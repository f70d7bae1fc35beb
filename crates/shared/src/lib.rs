//! # Propkit Shared
//!
//! Common types used across the workspace: the error enum, the `Result`
//! alias, and the access-gate configuration.

pub mod config;
pub mod error;

pub use config::GateConfig;
pub use error::{ModelError, Result};
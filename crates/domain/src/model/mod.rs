//! Entities and their value objects

pub mod container;
pub mod gate;
pub mod vehicle;
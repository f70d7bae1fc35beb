//! CSV file to pretty-printed JSON file
//!
//! The input is comma-delimited with a header row and no quoting; every cell
//! stays a string. The output is a JSON array of one object per row, field
//! names taken from the header in file order, indented with four spaces.

use std::path::Path;

use serde::Serialize;
use serde_json::{ser::PrettyFormatter, Map, Serializer, Value};
use shared::{ModelError, Result};

/// Convert a CSV file to a JSON file, returning the number of rows written.
///
/// Short rows pad the missing trailing fields with `null`; surplus cells are
/// dropped. Fails with `InvalidArgument` when the input has no header row.
pub fn csv_to_json(input: &Path, output: &Path) -> Result<usize> {
    let content = std::fs::read_to_string(input)?;
    let rows = parse_rows(&content)?;
    let count = rows.len();

    let buf = to_pretty_json(&rows)?;
    std::fs::write(output, buf)?;

    tracing::info!(rows = count, output = %output.display(), "converted CSV");
    Ok(count)
}

fn parse_rows(content: &str) -> Result<Vec<Map<String, Value>>> {
    let mut lines = content.lines().filter(|line| !line.is_empty());
    let header: Vec<&str> = lines
        .next()
        .ok_or_else(|| ModelError::InvalidArgument("CSV input has no header row".to_string()))?
        .split(',')
        .collect();

    let rows = lines
        .map(|line| {
            let mut cells = line.split(',');
            header
                .iter()
                .map(|&field| {
                    let value = cells
                        .next()
                        .map(|cell| Value::String(cell.to_string()))
                        .unwrap_or(Value::Null);
                    (field.to_string(), value)
                })
                .collect()
        })
        .collect();
    Ok(rows)
}

// serde_json's default pretty printer indents with two spaces; the output
// format wants four.
fn to_pretty_json<T: Serialize>(value: &T) -> Result<Vec<u8>> {
    let mut buf = Vec::new();
    let formatter = PrettyFormatter::with_indent(b"    ");
    let mut serializer = Serializer::with_formatter(&mut buf, formatter);
    value.serialize(&mut serializer)?;
    Ok(buf)
}

#[cfg(test)]
mod tests {
    use super::*;

    fn convert(csv: &str) -> (usize, Value) {
        let dir = tempfile::tempdir().unwrap();
        let input = dir.path().join("input.csv");
        let output = dir.path().join("output.json");
        std::fs::write(&input, csv).unwrap();

        let count = csv_to_json(&input, &output).unwrap();
        let json: Value =
            serde_json::from_str(&std::fs::read_to_string(&output).unwrap()).unwrap();
        (count, json)
    }

    #[test]
    fn test_rows_keep_order_and_fields() {
        let (count, json) = convert("name,age\nAlice,30\nBob,25\n");
        assert_eq!(count, 2);
        assert_eq!(json[0]["name"], "Alice");
        assert_eq!(json[0]["age"], "30");
        assert_eq!(json[1]["name"], "Bob");
    }

    #[test]
    fn test_cells_stay_strings() {
        let (_, json) = convert("id\n42\n");
        assert_eq!(json[0]["id"], Value::String("42".to_string()));
    }

    #[test]
    fn test_short_row_pads_with_null() {
        let (_, json) = convert("a,b,c\n1,2\n");
        assert_eq!(json[0]["a"], "1");
        assert_eq!(json[0]["b"], "2");
        assert_eq!(json[0]["c"], Value::Null);
    }

    #[test]
    fn test_surplus_cells_are_dropped() {
        let (_, json) = convert("a,b\n1,2,3\n");
        assert_eq!(json[0].as_object().unwrap().len(), 2);
    }

    #[test]
    fn test_header_only_gives_empty_array() {
        let (count, json) = convert("a,b\n");
        assert_eq!(count, 0);
        assert_eq!(json, Value::Array(vec![]));
    }

    #[test]
    fn test_empty_input_is_rejected() {
        let dir = tempfile::tempdir().unwrap();
        let input = dir.path().join("input.csv");
        let output = dir.path().join("output.json");
        std::fs::write(&input, "").unwrap();
        assert!(csv_to_json(&input, &output).is_err());
    }

    #[test]
    fn test_four_space_indent() {
        let dir = tempfile::tempdir().unwrap();
        let input = dir.path().join("input.csv");
        let output = dir.path().join("output.json");
        std::fs::write(&input, "name\nAlice\n").unwrap();

        csv_to_json(&input, &output).unwrap();
        let text = std::fs::read_to_string(&output).unwrap();
        assert!(text.contains("\n    {"));
        assert!(text.contains("\n        \"name\": \"Alice\""));
    }
}
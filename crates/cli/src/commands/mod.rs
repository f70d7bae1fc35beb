//! CLI Commands

pub mod budget;
pub mod convert;
pub mod demo;
pub mod groups;
pub mod score;

pub use budget::BudgetCommand;
pub use convert::ConvertCommand;
pub use demo::DemoCommand;
pub use groups::GroupsCommand;
pub use score::ScoreCommand;
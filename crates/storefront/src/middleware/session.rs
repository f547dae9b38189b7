//! Session middleware configuration.
//!
//! Sessions hold the visitor's cart and nothing else. They are kept in
//! process memory: a restart empties every cart, the same way clearing
//! browser storage would.
//!
//! Records live in a `moka` cache whose per-entry expiry follows each
//! record's `expiry_date`, so abandoned sessions are evicted once their
//! inactivity window passes instead of accumulating for the life of the
//! process.

use std::fmt;
use std::time::{Duration, Instant};

use async_trait::async_trait;
use moka::future::Cache;
use tower_sessions::cookie::time::OffsetDateTime;
use tower_sessions::session::{Id, Record};
use tower_sessions::session_store::{self, SessionStore};
use tower_sessions::{Expiry, SessionManagerLayer};

use crate::config::StorefrontConfig;

/// Session cookie name.
pub const SESSION_COOKIE_NAME: &str = "bazaar_session";

/// Session expiry time in seconds (30 days).
const SESSION_EXPIRY_SECONDS: i64 = 30 * 24 * 60 * 60;

/// Upper bound on live sessions held in memory.
const MAX_SESSIONS: u64 = 100_000;

/// Create the session layer with an in-memory store.
#[must_use]
pub fn create_session_layer(config: &StorefrontConfig) -> SessionManagerLayer<SessionCache> {
    SessionManagerLayer::new(SessionCache::new(MAX_SESSIONS))
        .with_name(SESSION_COOKIE_NAME)
        .with_expiry(Expiry::OnInactivity(
            tower_sessions::cookie::time::Duration::seconds(SESSION_EXPIRY_SECONDS),
        ))
        .with_secure(config.is_secure())
        .with_same_site(tower_sessions::cookie::SameSite::Lax)
        .with_http_only(true)
        .with_path("/")
}

/// In-memory session store that evicts records when they expire.
#[derive(Clone)]
pub struct SessionCache {
    cache: Cache<Id, Record>,
}

impl SessionCache {
    /// Create a store holding at most `max_sessions` records.
    #[must_use]
    pub fn new(max_sessions: u64) -> Self {
        let cache = Cache::builder()
            .max_capacity(max_sessions)
            .expire_after(RecordExpiry)
            .build();

        Self { cache }
    }

    /// Number of records currently held, after pending evictions run.
    pub async fn entry_count(&self) -> u64 {
        self.cache.run_pending_tasks().await;
        self.cache.entry_count()
    }
}

impl Default for SessionCache {
    fn default() -> Self {
        Self::new(MAX_SESSIONS)
    }
}

impl fmt::Debug for SessionCache {
    fn fmt(&self, f: &mut fmt::Formatter<'_>) -> fmt::Result {
        f.debug_struct("SessionCache")
            .field("entries", &self.cache.entry_count())
            .finish()
    }
}

#[async_trait]
impl SessionStore for SessionCache {
    async fn create(&self, record: &mut Record) -> session_store::Result<()> {
        while self.cache.contains_key(&record.id) {
            record.id = Id::default();
        }
        self.cache.insert(record.id, record.clone()).await;
        Ok(())
    }

    async fn save(&self, record: &Record) -> session_store::Result<()> {
        self.cache.insert(record.id, record.clone()).await;
        Ok(())
    }

    async fn load(&self, session_id: &Id) -> session_store::Result<Option<Record>> {
        Ok(self
            .cache
            .get(session_id)
            .await
            .filter(|record| record.expiry_date > OffsetDateTime::now_utc()))
    }

    async fn delete(&self, session_id: &Id) -> session_store::Result<()> {
        self.cache.invalidate(session_id).await;
        Ok(())
    }
}

/// Expires each cache entry at its record's `expiry_date`.
struct RecordExpiry;

impl RecordExpiry {
    fn time_left(record: &Record) -> Duration {
        Duration::try_from(record.expiry_date - OffsetDateTime::now_utc()).unwrap_or(Duration::ZERO)
    }
}

impl moka::Expiry<Id, Record> for RecordExpiry {
    fn expire_after_create(&self, _id: &Id, record: &Record, _created_at: Instant) -> Option<Duration> {
        Some(Self::time_left(record))
    }

    fn expire_after_update(
        &self,
        _id: &Id,
        record: &Record,
        _updated_at: Instant,
        _duration_until_expiry: Option<Duration>,
    ) -> Option<Duration> {
        Some(Self::time_left(record))
    }
}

========================================================================

• ABOUT THIS TASK
Above are some records; copy exactly the lines from the one with "fn default() ->" through the one with "Expires each cache", both included, and no others.

• REPLY TO THE TASK
    fn default() -> Self {
        Self::new(MAX_SESSIONS)
    }
}

impl fmt::Debug for SessionCache {
    fn fmt(&self, f: &mut fmt::Formatter<'_>) -> fmt::Result {
        f.debug_struct("SessionCache")
            .field("entries", &self.cache.entry_count())
            .finish()
    }
}

#[async_trait]
impl SessionStore for SessionCache {
    async fn create(&self, record: &mut Record) -> session_store::Result<()> {
        while self.cache.contains_key(&record.id) {
            record.id = Id::default();
        }
        self.cache.insert(record.id, record.clone()).await;
        Ok(())
    }

    async fn save(&self, record: &Record) -> session_store::Result<()> {
        self.cache.insert(record.id, record.clone()).await;
        Ok(())
    }

    async fn load(&self, session_id: &Id) -> session_store::Result<Option<Record>> {
        Ok(self
            .cache
            .get(session_id)
            .await
            .filter(|record| record.expiry_date > OffsetDateTime::now_utc()))
    }

    async fn delete(&self, session_id: &Id) -> session_store::Result<()> {
        self.cache.invalidate(session_id).await;
        Ok(())
    }
}

/// Expires each cache entry at its record's `expiry_date`.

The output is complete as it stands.